- [Action item]:
Only lines containing "PathBuf" are wanted from the data below. Copy those lines.
-=-=-=-=-
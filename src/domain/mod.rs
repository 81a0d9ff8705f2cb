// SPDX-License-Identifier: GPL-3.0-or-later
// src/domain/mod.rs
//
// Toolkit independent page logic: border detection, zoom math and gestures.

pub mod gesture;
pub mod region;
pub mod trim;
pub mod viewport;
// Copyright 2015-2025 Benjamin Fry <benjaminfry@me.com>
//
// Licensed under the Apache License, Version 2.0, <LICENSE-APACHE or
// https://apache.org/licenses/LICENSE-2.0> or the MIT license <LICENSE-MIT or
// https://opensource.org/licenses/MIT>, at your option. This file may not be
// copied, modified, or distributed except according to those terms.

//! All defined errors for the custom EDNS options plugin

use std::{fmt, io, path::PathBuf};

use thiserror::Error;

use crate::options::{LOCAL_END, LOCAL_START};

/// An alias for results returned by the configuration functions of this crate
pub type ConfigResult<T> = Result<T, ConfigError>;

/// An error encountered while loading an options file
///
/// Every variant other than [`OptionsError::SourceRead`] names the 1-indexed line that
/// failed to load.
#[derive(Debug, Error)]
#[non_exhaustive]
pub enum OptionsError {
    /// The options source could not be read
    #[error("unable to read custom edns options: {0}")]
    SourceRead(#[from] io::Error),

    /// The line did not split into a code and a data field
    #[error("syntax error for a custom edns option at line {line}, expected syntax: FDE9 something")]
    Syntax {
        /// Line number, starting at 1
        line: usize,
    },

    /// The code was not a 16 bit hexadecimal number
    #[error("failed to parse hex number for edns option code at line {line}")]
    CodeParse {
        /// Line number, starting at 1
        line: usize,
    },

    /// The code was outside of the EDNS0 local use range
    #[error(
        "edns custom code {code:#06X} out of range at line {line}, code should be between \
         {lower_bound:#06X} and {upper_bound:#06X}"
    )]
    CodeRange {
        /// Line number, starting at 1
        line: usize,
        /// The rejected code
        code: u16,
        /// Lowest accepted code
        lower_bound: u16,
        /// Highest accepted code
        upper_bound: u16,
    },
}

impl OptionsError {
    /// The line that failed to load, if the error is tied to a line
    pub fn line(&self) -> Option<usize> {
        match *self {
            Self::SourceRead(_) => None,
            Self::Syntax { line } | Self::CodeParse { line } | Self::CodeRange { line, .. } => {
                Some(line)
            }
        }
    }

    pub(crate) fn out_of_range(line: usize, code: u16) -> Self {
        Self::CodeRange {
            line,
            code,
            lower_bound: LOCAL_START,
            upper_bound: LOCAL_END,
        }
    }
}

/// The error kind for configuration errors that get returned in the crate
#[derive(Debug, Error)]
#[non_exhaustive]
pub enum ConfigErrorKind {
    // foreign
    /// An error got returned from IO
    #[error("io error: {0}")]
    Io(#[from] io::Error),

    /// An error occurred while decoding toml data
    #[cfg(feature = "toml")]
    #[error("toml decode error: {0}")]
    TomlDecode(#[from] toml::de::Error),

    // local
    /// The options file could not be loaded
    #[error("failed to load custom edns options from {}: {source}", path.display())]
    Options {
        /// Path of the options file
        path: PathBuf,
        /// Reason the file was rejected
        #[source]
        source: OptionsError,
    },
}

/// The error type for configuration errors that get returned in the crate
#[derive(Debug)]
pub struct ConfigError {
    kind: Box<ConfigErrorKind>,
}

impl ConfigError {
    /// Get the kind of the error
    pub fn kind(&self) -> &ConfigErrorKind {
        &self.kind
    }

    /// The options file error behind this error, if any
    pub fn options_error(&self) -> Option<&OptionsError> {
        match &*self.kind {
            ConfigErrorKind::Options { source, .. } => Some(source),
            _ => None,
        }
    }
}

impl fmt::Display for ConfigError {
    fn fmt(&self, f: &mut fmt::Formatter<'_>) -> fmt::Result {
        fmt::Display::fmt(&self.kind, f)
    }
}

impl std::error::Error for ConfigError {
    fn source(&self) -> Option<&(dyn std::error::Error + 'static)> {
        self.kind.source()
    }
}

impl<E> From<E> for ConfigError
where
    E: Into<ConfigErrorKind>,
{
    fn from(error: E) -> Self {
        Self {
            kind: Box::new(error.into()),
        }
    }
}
-=-=-=-=-
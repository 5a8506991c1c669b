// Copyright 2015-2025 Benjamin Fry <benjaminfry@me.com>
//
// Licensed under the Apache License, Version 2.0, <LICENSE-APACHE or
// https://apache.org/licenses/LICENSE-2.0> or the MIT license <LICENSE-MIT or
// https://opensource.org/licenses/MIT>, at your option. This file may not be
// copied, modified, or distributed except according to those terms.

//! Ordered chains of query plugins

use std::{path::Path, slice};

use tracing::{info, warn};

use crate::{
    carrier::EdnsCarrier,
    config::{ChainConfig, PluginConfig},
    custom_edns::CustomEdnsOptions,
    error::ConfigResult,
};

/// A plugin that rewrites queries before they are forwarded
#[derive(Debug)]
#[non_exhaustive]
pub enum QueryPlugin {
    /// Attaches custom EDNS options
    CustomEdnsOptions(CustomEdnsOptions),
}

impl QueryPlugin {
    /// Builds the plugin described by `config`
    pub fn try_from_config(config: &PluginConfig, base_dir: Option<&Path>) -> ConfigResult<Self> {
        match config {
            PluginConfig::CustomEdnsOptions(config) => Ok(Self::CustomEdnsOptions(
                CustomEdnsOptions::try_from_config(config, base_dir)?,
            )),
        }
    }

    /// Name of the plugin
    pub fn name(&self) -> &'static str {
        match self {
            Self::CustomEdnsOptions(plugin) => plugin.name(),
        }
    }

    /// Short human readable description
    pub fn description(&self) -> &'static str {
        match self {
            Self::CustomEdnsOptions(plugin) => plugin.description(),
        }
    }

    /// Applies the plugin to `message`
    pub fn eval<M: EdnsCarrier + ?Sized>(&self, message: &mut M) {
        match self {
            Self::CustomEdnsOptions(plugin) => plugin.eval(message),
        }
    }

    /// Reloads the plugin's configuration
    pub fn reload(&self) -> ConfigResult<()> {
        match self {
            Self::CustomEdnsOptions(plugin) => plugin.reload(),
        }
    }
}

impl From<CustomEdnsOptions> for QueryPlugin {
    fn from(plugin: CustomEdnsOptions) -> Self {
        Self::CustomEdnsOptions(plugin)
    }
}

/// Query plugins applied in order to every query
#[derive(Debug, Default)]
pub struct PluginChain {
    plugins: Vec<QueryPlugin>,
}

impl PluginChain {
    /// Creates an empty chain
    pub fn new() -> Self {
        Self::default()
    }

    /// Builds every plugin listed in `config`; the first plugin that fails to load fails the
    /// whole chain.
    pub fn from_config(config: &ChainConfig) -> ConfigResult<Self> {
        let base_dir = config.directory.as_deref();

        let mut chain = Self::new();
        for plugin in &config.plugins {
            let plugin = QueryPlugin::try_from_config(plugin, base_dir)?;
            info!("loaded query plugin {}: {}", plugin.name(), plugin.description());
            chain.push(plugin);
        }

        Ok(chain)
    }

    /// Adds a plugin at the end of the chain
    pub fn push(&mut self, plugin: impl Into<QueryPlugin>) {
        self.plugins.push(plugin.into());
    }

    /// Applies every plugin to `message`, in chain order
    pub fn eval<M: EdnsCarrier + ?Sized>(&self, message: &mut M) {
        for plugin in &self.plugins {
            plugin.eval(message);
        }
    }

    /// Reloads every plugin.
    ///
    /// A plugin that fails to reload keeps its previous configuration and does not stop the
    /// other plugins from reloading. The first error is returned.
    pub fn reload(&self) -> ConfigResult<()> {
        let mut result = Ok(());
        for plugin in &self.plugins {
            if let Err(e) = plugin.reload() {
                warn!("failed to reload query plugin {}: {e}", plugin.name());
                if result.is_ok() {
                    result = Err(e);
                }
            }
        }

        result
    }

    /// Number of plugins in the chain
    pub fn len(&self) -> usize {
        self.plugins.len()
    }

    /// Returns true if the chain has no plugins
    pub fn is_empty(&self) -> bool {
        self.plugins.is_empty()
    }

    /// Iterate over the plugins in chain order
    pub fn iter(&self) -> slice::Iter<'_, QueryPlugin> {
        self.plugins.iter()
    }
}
-=-=-=-=-
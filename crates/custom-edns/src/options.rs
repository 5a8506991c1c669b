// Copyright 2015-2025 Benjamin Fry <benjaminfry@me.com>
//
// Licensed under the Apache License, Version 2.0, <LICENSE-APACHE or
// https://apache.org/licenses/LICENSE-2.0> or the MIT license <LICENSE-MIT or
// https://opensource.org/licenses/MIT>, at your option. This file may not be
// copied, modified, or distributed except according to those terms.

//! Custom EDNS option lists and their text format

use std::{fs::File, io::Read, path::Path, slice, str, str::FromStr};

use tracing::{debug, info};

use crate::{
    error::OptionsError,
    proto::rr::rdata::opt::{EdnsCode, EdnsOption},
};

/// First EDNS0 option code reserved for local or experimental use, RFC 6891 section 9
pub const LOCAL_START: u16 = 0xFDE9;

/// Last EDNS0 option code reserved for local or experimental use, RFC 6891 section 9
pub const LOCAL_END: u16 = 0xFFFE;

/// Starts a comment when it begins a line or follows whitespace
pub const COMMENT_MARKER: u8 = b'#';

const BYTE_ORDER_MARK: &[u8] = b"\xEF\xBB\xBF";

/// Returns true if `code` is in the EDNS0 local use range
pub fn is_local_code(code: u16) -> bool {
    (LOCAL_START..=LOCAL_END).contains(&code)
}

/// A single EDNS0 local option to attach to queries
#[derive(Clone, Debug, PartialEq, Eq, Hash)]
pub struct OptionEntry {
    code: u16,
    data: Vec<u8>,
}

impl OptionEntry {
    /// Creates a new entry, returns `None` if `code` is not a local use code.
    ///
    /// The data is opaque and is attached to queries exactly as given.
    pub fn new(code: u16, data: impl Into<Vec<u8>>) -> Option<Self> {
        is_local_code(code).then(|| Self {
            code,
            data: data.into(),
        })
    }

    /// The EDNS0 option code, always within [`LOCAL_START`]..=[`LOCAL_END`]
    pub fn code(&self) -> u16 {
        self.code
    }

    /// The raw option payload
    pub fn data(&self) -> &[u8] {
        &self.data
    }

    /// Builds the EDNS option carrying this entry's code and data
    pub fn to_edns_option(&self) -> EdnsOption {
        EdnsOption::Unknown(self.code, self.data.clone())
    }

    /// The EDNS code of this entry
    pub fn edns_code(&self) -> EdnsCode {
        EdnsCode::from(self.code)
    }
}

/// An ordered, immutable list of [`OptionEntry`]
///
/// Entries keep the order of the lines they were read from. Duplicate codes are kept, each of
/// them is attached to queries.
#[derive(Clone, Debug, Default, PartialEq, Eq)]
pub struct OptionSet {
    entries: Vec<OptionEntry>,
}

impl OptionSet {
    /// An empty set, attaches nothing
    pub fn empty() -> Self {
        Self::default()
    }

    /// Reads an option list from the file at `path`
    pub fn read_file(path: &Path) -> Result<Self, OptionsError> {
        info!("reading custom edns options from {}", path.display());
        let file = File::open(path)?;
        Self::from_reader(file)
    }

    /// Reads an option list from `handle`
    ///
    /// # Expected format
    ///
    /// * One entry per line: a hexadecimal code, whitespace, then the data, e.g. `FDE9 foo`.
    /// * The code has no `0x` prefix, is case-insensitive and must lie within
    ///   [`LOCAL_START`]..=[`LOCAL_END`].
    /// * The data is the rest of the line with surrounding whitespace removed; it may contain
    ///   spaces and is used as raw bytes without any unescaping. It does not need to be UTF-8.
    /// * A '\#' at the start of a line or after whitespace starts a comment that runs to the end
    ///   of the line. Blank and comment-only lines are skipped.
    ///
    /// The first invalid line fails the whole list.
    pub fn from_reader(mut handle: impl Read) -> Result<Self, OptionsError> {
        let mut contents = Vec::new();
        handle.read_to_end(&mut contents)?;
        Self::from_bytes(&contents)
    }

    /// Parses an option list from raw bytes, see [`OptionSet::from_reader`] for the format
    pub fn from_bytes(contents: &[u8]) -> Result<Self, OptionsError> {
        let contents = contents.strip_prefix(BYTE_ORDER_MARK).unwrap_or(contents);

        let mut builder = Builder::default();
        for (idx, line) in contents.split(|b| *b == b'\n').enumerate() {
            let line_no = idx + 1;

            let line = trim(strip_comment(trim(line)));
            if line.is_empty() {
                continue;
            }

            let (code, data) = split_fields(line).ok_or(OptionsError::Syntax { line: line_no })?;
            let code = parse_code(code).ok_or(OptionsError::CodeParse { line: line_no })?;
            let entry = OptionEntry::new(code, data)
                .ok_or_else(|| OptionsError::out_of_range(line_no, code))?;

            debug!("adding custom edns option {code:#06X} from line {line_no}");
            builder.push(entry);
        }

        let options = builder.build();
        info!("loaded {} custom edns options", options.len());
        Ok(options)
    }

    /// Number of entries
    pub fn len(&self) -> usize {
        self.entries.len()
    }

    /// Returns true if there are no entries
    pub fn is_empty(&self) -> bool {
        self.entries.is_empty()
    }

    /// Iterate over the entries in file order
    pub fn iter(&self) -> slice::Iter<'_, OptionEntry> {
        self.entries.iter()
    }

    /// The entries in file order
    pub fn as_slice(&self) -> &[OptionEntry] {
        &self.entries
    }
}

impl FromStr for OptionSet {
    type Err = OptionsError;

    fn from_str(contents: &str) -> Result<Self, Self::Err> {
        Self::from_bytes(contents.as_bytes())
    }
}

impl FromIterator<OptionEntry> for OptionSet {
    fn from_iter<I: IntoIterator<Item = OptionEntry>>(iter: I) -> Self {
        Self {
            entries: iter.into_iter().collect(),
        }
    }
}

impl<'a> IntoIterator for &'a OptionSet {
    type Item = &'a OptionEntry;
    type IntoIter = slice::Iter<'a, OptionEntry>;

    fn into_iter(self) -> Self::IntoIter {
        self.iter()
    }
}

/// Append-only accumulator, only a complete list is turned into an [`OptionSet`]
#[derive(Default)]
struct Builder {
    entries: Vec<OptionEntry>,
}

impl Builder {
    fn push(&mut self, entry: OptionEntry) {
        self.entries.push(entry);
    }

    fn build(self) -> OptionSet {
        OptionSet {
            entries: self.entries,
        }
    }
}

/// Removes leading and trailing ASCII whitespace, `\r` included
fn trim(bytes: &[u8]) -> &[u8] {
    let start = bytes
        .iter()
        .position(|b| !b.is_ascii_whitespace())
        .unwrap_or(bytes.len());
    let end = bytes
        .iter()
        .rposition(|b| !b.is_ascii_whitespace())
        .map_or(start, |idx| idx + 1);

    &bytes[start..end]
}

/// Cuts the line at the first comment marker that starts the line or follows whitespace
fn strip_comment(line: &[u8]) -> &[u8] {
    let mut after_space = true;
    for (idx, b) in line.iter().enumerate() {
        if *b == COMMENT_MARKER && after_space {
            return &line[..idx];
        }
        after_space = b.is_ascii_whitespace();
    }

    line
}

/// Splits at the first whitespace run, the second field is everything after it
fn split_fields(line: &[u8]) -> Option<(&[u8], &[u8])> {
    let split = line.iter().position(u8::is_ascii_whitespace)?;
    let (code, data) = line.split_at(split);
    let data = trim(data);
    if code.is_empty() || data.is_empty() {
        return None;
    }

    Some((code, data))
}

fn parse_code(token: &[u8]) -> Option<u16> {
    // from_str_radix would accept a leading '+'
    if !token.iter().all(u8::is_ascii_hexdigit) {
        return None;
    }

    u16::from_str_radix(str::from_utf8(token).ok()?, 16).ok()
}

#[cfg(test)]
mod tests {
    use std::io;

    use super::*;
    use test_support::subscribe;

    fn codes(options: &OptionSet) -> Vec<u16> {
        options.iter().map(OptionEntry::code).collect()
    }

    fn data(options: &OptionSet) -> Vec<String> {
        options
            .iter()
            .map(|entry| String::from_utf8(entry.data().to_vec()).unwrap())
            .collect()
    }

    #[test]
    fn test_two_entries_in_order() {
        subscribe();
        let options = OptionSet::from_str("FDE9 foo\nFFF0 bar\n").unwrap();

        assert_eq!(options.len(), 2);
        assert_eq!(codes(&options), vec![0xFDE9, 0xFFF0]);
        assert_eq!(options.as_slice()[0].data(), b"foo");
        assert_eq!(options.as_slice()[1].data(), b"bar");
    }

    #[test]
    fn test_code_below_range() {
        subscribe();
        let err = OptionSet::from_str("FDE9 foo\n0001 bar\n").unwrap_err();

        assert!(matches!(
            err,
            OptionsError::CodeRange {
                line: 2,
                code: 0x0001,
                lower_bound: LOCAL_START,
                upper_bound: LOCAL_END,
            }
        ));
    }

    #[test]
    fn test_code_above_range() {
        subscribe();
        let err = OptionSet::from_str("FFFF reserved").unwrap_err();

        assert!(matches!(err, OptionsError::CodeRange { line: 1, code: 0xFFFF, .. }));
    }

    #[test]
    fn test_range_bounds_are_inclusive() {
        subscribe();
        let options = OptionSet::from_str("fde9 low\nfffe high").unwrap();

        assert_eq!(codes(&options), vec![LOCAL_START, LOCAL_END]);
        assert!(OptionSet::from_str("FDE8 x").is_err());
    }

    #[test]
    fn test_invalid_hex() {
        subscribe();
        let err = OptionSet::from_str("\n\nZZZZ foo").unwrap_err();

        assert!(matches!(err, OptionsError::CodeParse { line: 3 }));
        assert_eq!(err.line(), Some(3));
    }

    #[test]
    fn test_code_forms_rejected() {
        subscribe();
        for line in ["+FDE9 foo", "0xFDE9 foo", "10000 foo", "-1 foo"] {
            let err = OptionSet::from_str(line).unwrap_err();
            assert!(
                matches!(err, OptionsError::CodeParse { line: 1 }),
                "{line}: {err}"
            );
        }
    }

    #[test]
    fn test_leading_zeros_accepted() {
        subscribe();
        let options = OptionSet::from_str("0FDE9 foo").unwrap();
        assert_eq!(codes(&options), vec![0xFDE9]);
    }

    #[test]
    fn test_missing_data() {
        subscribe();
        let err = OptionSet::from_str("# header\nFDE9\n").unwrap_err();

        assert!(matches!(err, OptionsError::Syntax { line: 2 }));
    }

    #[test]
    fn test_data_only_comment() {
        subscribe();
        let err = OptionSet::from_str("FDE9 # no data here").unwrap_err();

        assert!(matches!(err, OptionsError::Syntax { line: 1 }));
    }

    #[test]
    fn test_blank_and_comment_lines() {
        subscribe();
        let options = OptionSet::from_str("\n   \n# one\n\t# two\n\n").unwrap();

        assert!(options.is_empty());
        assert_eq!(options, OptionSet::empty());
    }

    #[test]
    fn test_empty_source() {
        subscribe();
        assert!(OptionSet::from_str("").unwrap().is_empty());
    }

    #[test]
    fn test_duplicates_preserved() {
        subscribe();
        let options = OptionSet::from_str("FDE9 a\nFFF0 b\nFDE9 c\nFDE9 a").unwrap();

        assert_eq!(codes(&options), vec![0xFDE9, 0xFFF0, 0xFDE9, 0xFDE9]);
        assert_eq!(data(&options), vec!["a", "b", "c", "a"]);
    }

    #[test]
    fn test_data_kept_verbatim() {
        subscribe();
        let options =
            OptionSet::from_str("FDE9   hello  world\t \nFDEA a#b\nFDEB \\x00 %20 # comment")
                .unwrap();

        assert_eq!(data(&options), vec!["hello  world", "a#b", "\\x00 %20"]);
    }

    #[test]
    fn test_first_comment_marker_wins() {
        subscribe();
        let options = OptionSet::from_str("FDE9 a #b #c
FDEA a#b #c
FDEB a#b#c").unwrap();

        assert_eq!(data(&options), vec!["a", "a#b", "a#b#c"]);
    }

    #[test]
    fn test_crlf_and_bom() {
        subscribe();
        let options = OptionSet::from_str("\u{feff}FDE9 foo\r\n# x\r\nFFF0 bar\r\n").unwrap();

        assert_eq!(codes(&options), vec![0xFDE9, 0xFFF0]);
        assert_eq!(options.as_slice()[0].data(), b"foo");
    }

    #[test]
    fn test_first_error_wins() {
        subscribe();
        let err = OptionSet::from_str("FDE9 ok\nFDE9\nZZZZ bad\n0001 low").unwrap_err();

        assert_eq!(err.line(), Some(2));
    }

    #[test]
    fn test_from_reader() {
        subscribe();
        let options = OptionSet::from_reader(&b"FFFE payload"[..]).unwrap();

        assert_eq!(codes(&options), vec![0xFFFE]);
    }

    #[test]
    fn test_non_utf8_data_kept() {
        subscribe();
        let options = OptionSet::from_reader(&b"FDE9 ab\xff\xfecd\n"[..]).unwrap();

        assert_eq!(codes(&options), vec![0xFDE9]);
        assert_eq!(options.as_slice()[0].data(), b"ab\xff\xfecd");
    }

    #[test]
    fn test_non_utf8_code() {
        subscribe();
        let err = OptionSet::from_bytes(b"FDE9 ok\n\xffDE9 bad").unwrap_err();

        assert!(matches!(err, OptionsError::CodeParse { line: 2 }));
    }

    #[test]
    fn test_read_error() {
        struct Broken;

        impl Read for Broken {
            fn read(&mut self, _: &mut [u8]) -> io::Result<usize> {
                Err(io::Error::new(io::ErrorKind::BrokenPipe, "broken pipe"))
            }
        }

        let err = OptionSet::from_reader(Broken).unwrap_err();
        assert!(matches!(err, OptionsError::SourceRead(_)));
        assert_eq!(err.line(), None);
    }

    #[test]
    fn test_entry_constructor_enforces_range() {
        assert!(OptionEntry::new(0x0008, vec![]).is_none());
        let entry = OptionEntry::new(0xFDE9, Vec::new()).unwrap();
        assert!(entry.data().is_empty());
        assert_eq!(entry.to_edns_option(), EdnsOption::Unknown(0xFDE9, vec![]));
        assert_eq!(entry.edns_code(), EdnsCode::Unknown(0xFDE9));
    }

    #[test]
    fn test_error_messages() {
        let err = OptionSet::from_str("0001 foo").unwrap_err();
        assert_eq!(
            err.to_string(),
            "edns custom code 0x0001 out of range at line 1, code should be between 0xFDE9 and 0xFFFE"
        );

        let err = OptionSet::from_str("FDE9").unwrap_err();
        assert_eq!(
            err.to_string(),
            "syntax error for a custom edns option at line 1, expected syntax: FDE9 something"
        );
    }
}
-=-=-=-=-
- [Response]:
use std::{fmt, io, path::PathBuf};
        path: PathBuf,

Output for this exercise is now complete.